Virtual Onboarding Needs Improving — Here’s How to Fix It

Ten Thousand Coffees Team -
April 4, 2022

Starting a new job, although exciting, can present challenges for both employees and employers who work in remote-first and hybrid work environments.

For new hires, there’s the excitement of a new opportunity, but there’s also anxiety. They often wonder, am I prepared to take on this role? How will I get along with my new coworkers? Who can I turn to if I need help? Will I feel isolated working remotely?

On the managers’ side, it can be a struggle to create genuine engagement without in-person interaction. There are no next-door cubicles to lean over to when new employees have a question and far fewer opportunities for informal learning interactions around the water cooler or at their new desk.

A strong onboarding program can increase employee retention by 82% and productivity by 70%. That’s why remote onboarding deserves special attention and preparation, especially since this new way is here to stay for many companies that have adopted remote-first and hybrid work models.
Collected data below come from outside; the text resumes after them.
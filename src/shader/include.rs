//! One-pass `#include` expansion for shader files.
//!
//! Directives are replaced with the verbatim contents of the referenced file.
//! The inserted text is not scanned again, so includes inside an included file
//! stay in the output untouched. Relative paths are resolved against the
//! directory of the entry file.

use crate::error::{FrameError, FrameResult};
use regex::Regex;
use std::fs;
use std::path::{Path, PathBuf};
use std::sync::OnceLock;
use tracing::debug;

static INCLUDE_REGEX: OnceLock<Regex> = OnceLock::new();

fn include_regex() -> &'static Regex {
    INCLUDE_REGEX.get_or_init(|| {
        Regex::new(r#"(?imR)^#include[ \t]+"(.*)"$"#).expect("Invalid include Regex")
    })
}

/// Reads `path` and expands every `#include "..."` line it contains.
pub fn resolve_includes(path: impl AsRef<Path>) -> FrameResult<String> {
    let path = path.as_ref();
    let source = read_source(path)?;
    let base_dir = path.parent().unwrap_or_else(|| Path::new(""));
    expand_includes(&source, base_dir)
}

/// Expands the include lines of an in-memory source, resolving relative
/// names against `base_dir`.
pub fn expand_includes(source: &str, base_dir: &Path) -> FrameResult<String> {
    let mut output = String::with_capacity(source.len());
    let mut last = 0;

    for caps in include_regex().captures_iter(source) {
        let directive = caps.get(0).expect("capture 0 is always present");
        output.push_str(&source[last..directive.start()]);
        last = directive.end();

        let Some(target) = include_target(&caps[1], base_dir) else {
            debug!("Dropping #include with empty file name");
            continue;
        };

        debug!("Inlining {:?}", target);
        output.push_str(&read_source(&target)?);
    }

    output.push_str(&source[last..]);
    Ok(output)
}

/// Resolves the quoted name of a directive to a path, or `None` when empty.
fn include_target(raw: &str, base_dir: &Path) -> Option<PathBuf> {
    if raw.is_empty() {
        return None;
    }

    let name = raw.replacen(r"\\", r"\", 1).replacen(r#"\""#, "\"", 1);
    let name = PathBuf::from(name);
    if name.is_absolute() {
        Some(name)
    } else {
        Some(base_dir.join(name))
    }
}

fn read_source(path: &Path) -> FrameResult<String> {
    fs::read_to_string(path).map_err(|source| FrameError::SourceResolution {
        path: path.to_path_buf(),
        source,
    })
}

#[cfg(test)]
mod tests {
    use super::*;

    fn write(dir: &Path, name: &str, contents: &str) -> PathBuf {
        let path = dir.join(name);
        fs::write(&path, contents).unwrap();
        path
    }

    #[test]
    fn file_without_includes_is_returned_unchanged() {
        let temp = tempfile::tempdir().unwrap();
        let source = "void main() {\n    gl_FragColor = vec4(1.0);\n}\n";
        let entry = write(temp.path(), "plain.frag", source);

        assert_eq!(resolve_includes(&entry).unwrap(), source);
    }

    #[test]
    fn include_line_is_replaced_by_file_contents() {
        let temp = tempfile::tempdir().unwrap();
        write(temp.path(), "b.glsl", "float x = 1.0;");
        let entry = write(temp.path(), "a.frag", "#include \"b.glsl\"");

        assert_eq!(resolve_includes(&entry).unwrap(), "float x = 1.0;");
    }

    #[test]
    fn surrounding_lines_are_preserved() {
        let temp = tempfile::tempdir().unwrap();
        write(temp.path(), "noise.glsl", "float noise(vec2 p);");
        let entry = write(
            temp.path(),
            "main.frag",
            "precision mediump float;\n#include \"noise.glsl\"\nvoid main() {}\n",
        );

        assert_eq!(
            resolve_includes(&entry).unwrap(),
            "precision mediump float;\nfloat noise(vec2 p);\nvoid main() {}\n"
        );
    }

    #[test]
    fn nested_includes_are_not_expanded() {
        let temp = tempfile::tempdir().unwrap();
        write(temp.path(), "c.glsl", "float c = 3.0;");
        write(temp.path(), "b.glsl", "#include \"c.glsl\"\nfloat b = 2.0;");
        let entry = write(temp.path(), "a.frag", "#include \"b.glsl\"\n");

        let resolved = resolve_includes(&entry).unwrap();
        assert_eq!(resolved, "#include \"c.glsl\"\nfloat b = 2.0;\n");
        assert!(!resolved.contains("float c"));
    }

    #[test]
    fn keyword_is_case_insensitive() {
        let temp = tempfile::tempdir().unwrap();
        write(temp.path(), "lib.glsl", "// lib");
        let entry = write(temp.path(), "a.frag", "#INCLUDE \"lib.glsl\"\n");

        assert_eq!(resolve_includes(&entry).unwrap(), "// lib\n");
    }

    #[test]
    fn empty_file_name_removes_the_directive() {
        let temp = tempfile::tempdir().unwrap();
        let entry = write(temp.path(), "a.frag", "before\n#include \"\"\nafter\n");

        assert_eq!(resolve_includes(&entry).unwrap(), "before\n\nafter\n");
    }

    #[test]
    fn indented_directive_is_left_alone() {
        let temp = tempfile::tempdir().unwrap();
        let source = "  #include \"missing.glsl\"\n";
        let entry = write(temp.path(), "a.frag", source);

        assert_eq!(resolve_includes(&entry).unwrap(), source);
    }

    #[test]
    fn relative_names_resolve_against_entry_directory() {
        let temp = tempfile::tempdir().unwrap();
        let shaders = temp.path().join("shaders");
        let common = shaders.join("common");
        fs::create_dir_all(&common).unwrap();
        write(&common, "palette.glsl", "vec3 palette(float t);");
        let entry = write(&shaders, "scene.frag", "#include \"common/palette.glsl\"");

        assert_eq!(resolve_includes(&entry).unwrap(), "vec3 palette(float t);");
    }

    #[test]
    fn absolute_names_are_used_as_is() {
        let temp = tempfile::tempdir().unwrap();
        let elsewhere = tempfile::tempdir().unwrap();
        let lib = write(elsewhere.path(), "lib.glsl", "float lib;");
        let entry = write(
            temp.path(),
            "a.frag",
            &format!("#include \"{}\"", lib.display()),
        );

        assert_eq!(resolve_includes(&entry).unwrap(), "float lib;");
    }

    #[test]
    fn escaped_quote_in_name_is_unescaped() {
        let temp = tempfile::tempdir().unwrap();
        write(temp.path(), "we\"ird.glsl", "float weird;");

        let expanded = expand_includes("#include \"we\\\"ird.glsl\"", temp.path()).unwrap();
        assert_eq!(expanded, "float weird;");
    }

    #[test]
    fn crlf_lines_are_matched() {
        let temp = tempfile::tempdir().unwrap();
        write(temp.path(), "b.glsl", "float b;");
        let entry = write(temp.path(), "a.frag", "#include \"b.glsl\"\r\nvoid main() {}\r\n");

        assert_eq!(
            resolve_includes(&entry).unwrap(),
            "float b;\r\nvoid main() {}\r\n"
        );
    }

    #[test]
    fn missing_include_fails_the_whole_resolve() {
        let temp = tempfile::tempdir().unwrap();
        let entry = write(temp.path(), "a.frag", "#include \"nope.glsl\"\nvoid main() {}\n");

        match resolve_includes(&entry) {
            Err(FrameError::SourceResolution { path, .. }) => {
                assert_eq!(path, temp.path().join("nope.glsl"));
            }
            other => panic!("expected SourceResolution, got {:?}", other),
        }
    }

    #[test]
    fn missing_entry_file_fails() {
        let temp = tempfile::tempdir().unwrap();
        let result = resolve_includes(temp.path().join("absent.frag"));
        assert!(matches!(result, Err(FrameError::SourceResolution { .. })));
    }
}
What remote onboarding misses

It’s easy to nail the “must-haves” of virtual onboarding. Managers can easily set up employees with software and logins, outline their daily duties, and get them to sign their new-hire paperwork. What’s far more difficult are the intangibles like creating a sense of belonging, exposing them to the company culture and helping them fit into the larger organization.

And in fairness, in-person onboarding programs were far from perfect. Initial virtual onboarding programs only further highlighted those flaws.

“Focus on three key dimensions: the organizational, the technical, and the social,” wrote Ron Carucci in a Harvard Business Review article about onboarding new employees. “By using this integrated approach, [companies] enable their employees to stay, and to thrive.

”New hires often feel lost in the shuffle, especially in a fully remote workplace. Oftentimes, new employees are joining a class of new hires which can include dozens to hundreds of new people being brought on at once. If they aren’t given any personal attention or opportunities to connect personally with coworkers or leadership, then they’ll never really buy into the organization or its values.

This problem is magnified for multi-time-zone or global organizations, where it’s possible a new person and their manager only have a couple of hours of overlapping work time. A lack of direction and someone to lean on in the initial weeks of a job can be off-putting and isolating.

And it’s important to realize that poor onboarding has an immediate impact. A professor at Westchester University found in her research “that many employees who quit within the first year were thinking about leaving within the first few weeks and actively looking elsewhere soon after.” Managers only have a short window to make a good impression.

How companies can improve onboarding programs

Communicate with employees before their start date

The time between when an employee accepts an offer and when they start is important. Yes, they’re not an official employee yet, but it’s helpful to open lines of communication and set expectations early. Help the new employee understand what to expect on their first day by providing an agenda. Tell them who their onboarding buddy is and what team they will be a part of. Check to make sure they have the right tools to get started on their first day.“

Use the time between your new hire’s offer acceptance and their first day to plan and ensure everything will be at their disposal on day 1,” according to an article from eLearning Industry. “That means you should send any devices (e.g., a laptop) well in advance.” This also includes other supplies, like a desk and office chair.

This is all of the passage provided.